**Supplied data:**

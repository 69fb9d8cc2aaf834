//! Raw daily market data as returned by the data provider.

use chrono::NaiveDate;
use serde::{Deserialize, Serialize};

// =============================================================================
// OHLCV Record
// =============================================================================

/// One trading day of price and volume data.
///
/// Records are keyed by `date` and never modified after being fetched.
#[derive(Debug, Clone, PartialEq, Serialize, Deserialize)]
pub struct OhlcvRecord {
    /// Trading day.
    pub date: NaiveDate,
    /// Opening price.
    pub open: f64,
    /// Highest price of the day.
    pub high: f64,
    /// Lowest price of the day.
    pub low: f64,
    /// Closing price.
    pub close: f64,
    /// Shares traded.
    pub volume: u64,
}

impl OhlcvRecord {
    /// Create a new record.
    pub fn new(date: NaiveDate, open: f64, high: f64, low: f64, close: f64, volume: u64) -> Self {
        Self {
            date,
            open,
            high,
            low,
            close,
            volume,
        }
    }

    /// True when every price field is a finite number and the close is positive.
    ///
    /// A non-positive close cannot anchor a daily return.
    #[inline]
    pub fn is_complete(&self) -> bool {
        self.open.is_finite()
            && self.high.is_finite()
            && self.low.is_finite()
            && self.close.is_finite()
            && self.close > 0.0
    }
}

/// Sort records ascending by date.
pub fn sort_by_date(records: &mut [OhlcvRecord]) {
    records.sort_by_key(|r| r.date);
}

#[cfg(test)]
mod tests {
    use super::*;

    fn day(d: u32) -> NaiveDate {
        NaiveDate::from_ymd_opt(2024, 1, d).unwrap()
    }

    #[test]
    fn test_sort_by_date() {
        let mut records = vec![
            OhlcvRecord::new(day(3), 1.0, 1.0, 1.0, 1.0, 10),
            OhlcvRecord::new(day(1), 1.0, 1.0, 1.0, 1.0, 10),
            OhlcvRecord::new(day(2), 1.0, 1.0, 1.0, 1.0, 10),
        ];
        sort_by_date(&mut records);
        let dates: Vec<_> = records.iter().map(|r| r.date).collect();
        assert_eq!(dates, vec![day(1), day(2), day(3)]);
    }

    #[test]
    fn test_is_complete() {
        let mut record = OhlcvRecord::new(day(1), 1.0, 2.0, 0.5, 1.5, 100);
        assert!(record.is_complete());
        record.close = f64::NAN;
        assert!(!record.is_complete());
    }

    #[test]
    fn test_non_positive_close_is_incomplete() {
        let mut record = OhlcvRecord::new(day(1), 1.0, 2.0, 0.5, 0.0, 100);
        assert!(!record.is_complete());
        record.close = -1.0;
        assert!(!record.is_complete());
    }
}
* * *
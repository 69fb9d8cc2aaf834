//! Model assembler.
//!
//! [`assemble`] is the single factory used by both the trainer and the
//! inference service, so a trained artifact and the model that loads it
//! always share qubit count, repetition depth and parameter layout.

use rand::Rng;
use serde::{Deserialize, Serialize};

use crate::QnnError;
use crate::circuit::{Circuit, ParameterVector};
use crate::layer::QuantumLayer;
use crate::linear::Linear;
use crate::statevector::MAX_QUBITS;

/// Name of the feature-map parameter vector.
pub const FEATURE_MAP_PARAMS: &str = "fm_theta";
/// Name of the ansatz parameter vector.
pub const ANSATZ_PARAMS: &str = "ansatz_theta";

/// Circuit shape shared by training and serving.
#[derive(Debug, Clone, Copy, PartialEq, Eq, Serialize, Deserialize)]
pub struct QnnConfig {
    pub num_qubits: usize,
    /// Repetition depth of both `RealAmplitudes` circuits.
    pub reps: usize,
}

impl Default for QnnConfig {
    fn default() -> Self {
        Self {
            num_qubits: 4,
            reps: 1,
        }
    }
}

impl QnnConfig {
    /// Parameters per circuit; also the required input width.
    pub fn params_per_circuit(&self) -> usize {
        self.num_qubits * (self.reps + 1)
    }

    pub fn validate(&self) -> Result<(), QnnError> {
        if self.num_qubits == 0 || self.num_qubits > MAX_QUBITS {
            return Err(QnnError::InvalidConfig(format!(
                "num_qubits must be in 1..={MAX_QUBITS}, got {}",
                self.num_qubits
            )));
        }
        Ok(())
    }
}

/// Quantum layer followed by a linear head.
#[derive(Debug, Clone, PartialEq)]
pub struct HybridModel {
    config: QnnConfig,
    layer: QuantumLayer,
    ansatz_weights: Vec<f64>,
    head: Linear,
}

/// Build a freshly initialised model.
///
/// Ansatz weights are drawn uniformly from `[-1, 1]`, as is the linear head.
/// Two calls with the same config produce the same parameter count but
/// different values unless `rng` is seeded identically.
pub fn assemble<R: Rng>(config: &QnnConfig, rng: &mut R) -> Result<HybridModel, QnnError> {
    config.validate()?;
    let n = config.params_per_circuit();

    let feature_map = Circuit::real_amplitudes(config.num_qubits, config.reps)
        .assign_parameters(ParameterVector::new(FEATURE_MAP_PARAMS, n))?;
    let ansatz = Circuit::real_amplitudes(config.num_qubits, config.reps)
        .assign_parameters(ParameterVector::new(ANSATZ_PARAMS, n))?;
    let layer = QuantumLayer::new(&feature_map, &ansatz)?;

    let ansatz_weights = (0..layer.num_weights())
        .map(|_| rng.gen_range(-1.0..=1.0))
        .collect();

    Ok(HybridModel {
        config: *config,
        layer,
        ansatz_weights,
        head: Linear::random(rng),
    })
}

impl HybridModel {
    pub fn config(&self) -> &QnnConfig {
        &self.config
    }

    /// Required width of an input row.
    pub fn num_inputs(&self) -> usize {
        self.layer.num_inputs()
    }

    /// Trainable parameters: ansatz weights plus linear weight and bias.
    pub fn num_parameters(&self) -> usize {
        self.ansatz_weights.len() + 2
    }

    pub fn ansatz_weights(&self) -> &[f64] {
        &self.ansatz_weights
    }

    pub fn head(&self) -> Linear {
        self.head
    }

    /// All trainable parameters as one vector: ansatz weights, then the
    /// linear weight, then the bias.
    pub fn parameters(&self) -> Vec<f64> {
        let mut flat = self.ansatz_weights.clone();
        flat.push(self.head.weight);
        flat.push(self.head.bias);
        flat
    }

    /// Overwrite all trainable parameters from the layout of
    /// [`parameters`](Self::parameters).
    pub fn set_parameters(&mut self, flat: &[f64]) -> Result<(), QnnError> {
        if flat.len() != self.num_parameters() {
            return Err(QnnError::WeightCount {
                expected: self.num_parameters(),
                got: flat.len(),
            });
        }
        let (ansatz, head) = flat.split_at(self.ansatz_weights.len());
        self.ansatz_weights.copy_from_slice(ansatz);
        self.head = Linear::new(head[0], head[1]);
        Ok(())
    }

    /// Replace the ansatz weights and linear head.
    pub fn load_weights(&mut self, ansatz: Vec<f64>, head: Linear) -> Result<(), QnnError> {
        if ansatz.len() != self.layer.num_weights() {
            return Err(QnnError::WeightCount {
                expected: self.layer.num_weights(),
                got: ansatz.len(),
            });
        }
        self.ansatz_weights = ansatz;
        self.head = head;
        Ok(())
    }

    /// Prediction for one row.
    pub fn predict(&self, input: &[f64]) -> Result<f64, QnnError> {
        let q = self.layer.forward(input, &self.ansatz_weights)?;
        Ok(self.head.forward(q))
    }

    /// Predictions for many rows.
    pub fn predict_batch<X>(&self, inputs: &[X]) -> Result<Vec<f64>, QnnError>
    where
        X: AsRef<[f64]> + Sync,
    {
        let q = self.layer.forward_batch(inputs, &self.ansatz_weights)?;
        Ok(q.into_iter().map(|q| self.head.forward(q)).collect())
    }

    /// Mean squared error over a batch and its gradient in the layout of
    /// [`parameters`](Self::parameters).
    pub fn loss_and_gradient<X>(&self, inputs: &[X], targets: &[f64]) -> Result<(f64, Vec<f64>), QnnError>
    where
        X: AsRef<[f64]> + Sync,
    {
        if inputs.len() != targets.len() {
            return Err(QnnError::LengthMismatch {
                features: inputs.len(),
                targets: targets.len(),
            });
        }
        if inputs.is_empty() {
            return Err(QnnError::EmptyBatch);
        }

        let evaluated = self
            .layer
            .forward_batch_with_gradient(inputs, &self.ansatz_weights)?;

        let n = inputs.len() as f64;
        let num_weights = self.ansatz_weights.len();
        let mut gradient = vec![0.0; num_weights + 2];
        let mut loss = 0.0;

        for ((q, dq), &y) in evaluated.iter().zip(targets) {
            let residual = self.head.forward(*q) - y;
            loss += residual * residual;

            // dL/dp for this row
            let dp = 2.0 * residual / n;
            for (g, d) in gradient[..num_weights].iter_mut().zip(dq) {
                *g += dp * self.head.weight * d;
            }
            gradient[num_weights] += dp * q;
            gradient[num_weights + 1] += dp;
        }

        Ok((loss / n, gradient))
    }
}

**Work task:** Please state how many lines in the entries above include the string "residual", and write only that number.

**Exercise result:** 3